Natuurlijk had ze het voordeel dat ze een deel van Sunny en Heathers familie kende, hun grootouders van moederskant, Isabel en Herb Turner. Wat had Miriam zich schuldig gevoeld over haar onaardige eerste indruk van hen toen ze hun hele verhaal hoorde, over hun mooie dochter, Sally, die op zeventienjarige leeftijd was weggelopen om met een man te trouwen die haar ouders niet goedkeurden en daarna hun hulp weigerde te accepteren tot het te laat was.
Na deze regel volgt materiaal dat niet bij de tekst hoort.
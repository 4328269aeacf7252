//! Inter-tile forces
//!
//! All forces read a snapshot of tile positions taken before any are applied,
//! so results do not depend on tile order. Magnetic attraction and pointer
//! repulsion add to tile velocity; flocking moves each tile's target by a
//! bounded offset from its base so layouts stay recognisable. Magnetic and
//! repulsion impulses feed the per-frame tile springs. Flock velocities are in
//! units per second and are integrated over `dt`, so the swarm drifts at the
//! same pace whatever the frame rate.

use glam::Vec3;
use rand::{Rng, SeedableRng};
use rand_pcg::Pcg32;

use super::state::{PointerState, TileState};
use crate::consts::SIM_DT;
use crate::settings::ForceSettings;

/// Flocking state for one tile
#[derive(Debug, Clone, Copy, Default, PartialEq)]
pub struct FlockAgent {
    pub velocity: Vec3,
    pub offset: Vec3,
}

#[derive(Debug)]
pub struct InteractionForces {
    enabled: bool,
    agents: Vec<FlockAgent>,
    rng: Pcg32,
}

impl InteractionForces {
    pub fn new(seed: u64, enabled: bool) -> Self {
        Self {
            enabled,
            agents: Vec::new(),
            rng: Pcg32::seed_from_u64(seed),
        }
    }

    pub fn is_enabled(&self) -> bool {
        self.enabled
    }

    /// Toggle all forces; disabling drops any flocking offsets
    pub fn set_enabled(&mut self, enabled: bool) {
        if self.enabled != enabled {
            log::info!("Interaction forces {}", if enabled { "enabled" } else { "disabled" });
        }
        self.enabled = enabled;
        if !enabled {
            self.reset();
        }
    }

    /// Zero every agent (on load or layout change)
    pub fn reset(&mut self) {
        self.agents.iter_mut().for_each(|a| *a = FlockAgent::default());
    }

    pub fn agents(&self) -> &[FlockAgent] {
        &self.agents
    }

    /// Apply one frame of forces. Targets must already equal bases.
    pub fn apply(&mut self, tiles: &mut [TileState], pointer: &PointerState, settings: &ForceSettings, dt: f32) {
        if self.agents.len() != tiles.len() {
            self.agents.resize(tiles.len(), FlockAgent::default());
        }

        let positions: Vec<Vec3> = tiles.iter().map(|t| t.visible.position).collect();
        let mut impulses = vec![Vec3::ZERO; tiles.len()];

        if settings.magnetic {
            magnetic_impulses(&positions, settings, &mut impulses);
        }
        if settings.repulsion && pointer.present {
            let radius = if pointer.is_down {
                settings.repulsion_radius_held
            } else {
                settings.repulsion_radius
            };
            let strength = if pointer.is_down {
                settings.repulsion_strength_held
            } else {
                settings.repulsion_strength
            };
            for (i, tile) in tiles.iter().enumerate() {
                if tile.is_dragged {
                    continue;
                }
                let away = positions[i] - pointer.world;
                let d = away.length();
                if d < radius && d > 0.0 {
                    impulses[i] += away / d * strength / d.max(settings.repulsion_min_distance);
                }
            }
        }
        if settings.flocking {
            self.flock(&positions, settings, dt);
        }

        for ((tile, impulse), agent) in tiles.iter_mut().zip(impulses).zip(&self.agents) {
            if !tile.is_dragged {
                tile.velocity += impulse;
            }
            if settings.flocking {
                tile.target.position = tile.base.position + agent.offset;
            }
        }
    }

    fn flock(&mut self, positions: &[Vec3], settings: &ForceSettings, dt: f32) {
        // Steering gains and damping are calibrated per 60 Hz frame
        let frames = dt / SIM_DT;
        let damping = settings.flock_damping.powf(frames);
        let velocities: Vec<Vec3> = self.agents.iter().map(|a| a.velocity).collect();

        for (i, agent) in self.agents.iter_mut().enumerate() {
            let mut separation = Vec3::ZERO;
            let mut center = Vec3::ZERO;
            let mut heading = Vec3::ZERO;
            let mut neighbors = 0;

            for (j, &other) in positions.iter().enumerate() {
                if i == j {
                    continue;
                }
                let d = positions[i].distance(other);
                if d < settings.neighbor_radius && d > 0.0 {
                    // Closer neighbours push harder
                    let weight = (settings.neighbor_radius - d) / settings.neighbor_radius;
                    separation += (positions[i] - other) / d * weight;
                    center += other;
                    heading += velocities[j];
                    neighbors += 1;
                }
            }

            let mut steer = Vec3::ZERO;
            if neighbors > 0 {
                let n = neighbors as f32;
                steer += separation * settings.separation_strength;
                steer += (center / n - positions[i]) * settings.cohesion_strength;
                steer += (heading / n - agent.velocity) * settings.alignment_strength;
            }
            let jitter = Vec3::new(
                self.rng.random_range(-1.0..1.0),
                self.rng.random_range(-1.0..1.0),
                self.rng.random_range(-1.0..1.0),
            ) * settings.jitter;

            agent.velocity = ((agent.velocity + (steer + jitter) * frames) * damping)
                .clamp_length_max(settings.max_flock_speed);
            agent.offset = (agent.offset + agent.velocity * dt).clamp_length_max(settings.max_offset);
        }
    }
}

fn magnetic_impulses(positions: &[Vec3], settings: &ForceSettings, impulses: &mut [Vec3]) {
    for i in 0..positions.len() {
        for j in (i + 1)..positions.len() {
            let delta = positions[j] - positions[i];
            let d = delta.length();
            if d < settings.magnetic_min_distance || d > settings.magnetic_range {
                continue;
            }
            let pull = delta / d * settings.magnetic_strength / d;
            impulses[i] += pull;
            impulses[j] -= pull;
        }
    }
}
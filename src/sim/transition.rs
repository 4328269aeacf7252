//! Staggered layout transitions
//!
//! A transition tweens every tile's base transform from where it was when the
//! transition began to its layout slot. Tile `i` starts `i * stagger` seconds
//! late and morphs its geometry at that moment. The camera tweens over the
//! base duration.

use serde::{Deserialize, Serialize};

use super::state::{GeometryShape, TileState};
use crate::layout::{CameraPlacement, LayoutMode, LayoutResult};
use crate::renderer::Camera;
use crate::transform::Transform;

/// Easing curves (power2 is cubic, matching common tween libraries)
#[derive(Debug, Clone, Copy, PartialEq, Eq, Serialize, Deserialize)]
pub enum Ease {
    Linear,
    Power2Out,
    Power2InOut,
}

impl Ease {
    pub fn apply(&self, t: f32) -> f32 {
        let t = t.clamp(0.0, 1.0);
        match self {
            Ease::Linear => t,
            Ease::Power2Out => 1.0 - (1.0 - t).powi(3),
            Ease::Power2InOut => {
                if t < 0.5 {
                    4.0 * t * t * t
                } else {
                    1.0 - (-2.0 * t + 2.0).powi(3) / 2.0
                }
            }
        }
    }
}

/// Eased progress of a tween that started `elapsed` seconds ago
fn progress(elapsed: f32, duration: f32, ease: Ease) -> f32 {
    if duration <= 0.0 {
        return 1.0;
    }
    ease.apply(elapsed / duration)
}

#[derive(Debug, Clone)]
struct TileTween {
    from: Transform,
    to: Transform,
    delay: f32,
    morphed: bool,
}

/// Outcome of asking for a new layout
#[derive(Debug, Clone, Copy, PartialEq)]
pub enum TransitionRequest {
    Started { mode: LayoutMode, duration: f32 },
    /// Another transition was in flight (first one wins)
    Dropped,
}

/// Result of advancing a transition by one frame
#[derive(Debug, Clone, Default, PartialEq)]
pub struct TransitionStep {
    /// Tiles whose geometry changed this frame
    pub morphed: Vec<usize>,
    pub finished: bool,
}

/// An in-flight transition to a layout
#[derive(Debug, Clone)]
pub struct Transition {
    pub layout: LayoutResult,
    pub duration: f32,
    pub stagger: f32,
    pub elapsed: f32,
    shape: GeometryShape,
    tweens: Vec<TileTween>,
    camera_from: CameraPlacement,
}

impl Transition {
    pub fn new(
        layout: LayoutResult,
        tiles: &[TileState],
        camera: &Camera,
        duration: f32,
        stagger: f32,
    ) -> Self {
        let tweens = tiles
            .iter()
            .zip(&layout.transforms)
            .enumerate()
            .map(|(i, (tile, to))| TileTween {
                from: tile.base,
                to: *to,
                delay: i as f32 * stagger,
                morphed: false,
            })
            .collect();

        Self {
            shape: GeometryShape::for_mode(layout.mode),
            layout,
            duration: duration.max(0.0),
            stagger,
            elapsed: 0.0,
            tweens,
            camera_from: camera.placement(),
        }
    }

    pub fn mode(&self) -> LayoutMode {
        self.layout.mode
    }

    /// Base duration plus the last tile's stagger delay
    pub fn total_duration(&self) -> f32 {
        self.duration + self.stagger * self.tweens.len().saturating_sub(1) as f32
    }

    /// Advance by `dt`, writing tile base transforms and the camera
    pub fn advance(&mut self, dt: f32, tiles: &mut [TileState], camera: &mut Camera) -> TransitionStep {
        self.elapsed += dt.max(0.0);
        let finished = self.elapsed >= self.total_duration();
        let mut step = TransitionStep {
            morphed: Vec::new(),
            finished,
        };

        for (i, (tween, tile)) in self.tweens.iter_mut().zip(tiles.iter_mut()).enumerate() {
            let local = self.elapsed - tween.delay;
            if local < 0.0 {
                continue;
            }
            if !tween.morphed {
                tween.morphed = true;
                if tile.morph_to_shape(self.shape) {
                    step.morphed.push(i);
                }
            }
            tile.base = if finished {
                tween.to
            } else {
                tween.from.lerp(&tween.to, progress(local, self.duration, Ease::Power2Out))
            };
        }

        let p = progress(self.elapsed, self.duration, Ease::Power2InOut);
        let to = self.layout.camera;
        camera.position = self.camera_from.position.lerp(to.position, p);
        camera.target = self.camera_from.target.lerp(to.target, p);
        camera.fov = self.camera_from.fov + (to.fov - self.camera_from.fov) * p;

        step
    }
}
Dit moest in 1959 zijn geweest, toen weglopen met je minnaar nog steeds werd gezien als een komisch avontuur: de ladder tegen het raam, het jonge stel dat altijd werd betrapt, maar toch altijd de zege van hun ouders voor zich wist te winnen. Dit was in de tijd dat getrouwde stellen op televisie nog in aparte bedden sliepen en toen seks nog zozeer werd verborgen dat jonge mensen het gevoel moeten hebben gehad dat ze uit elkaar zouden barsten van al die emoties en gevoelens waar niemand het ooit over had. Miriam wist het. Miriam herinnerde het zich. Ze was niet zoveel ouder dan Sally Turner.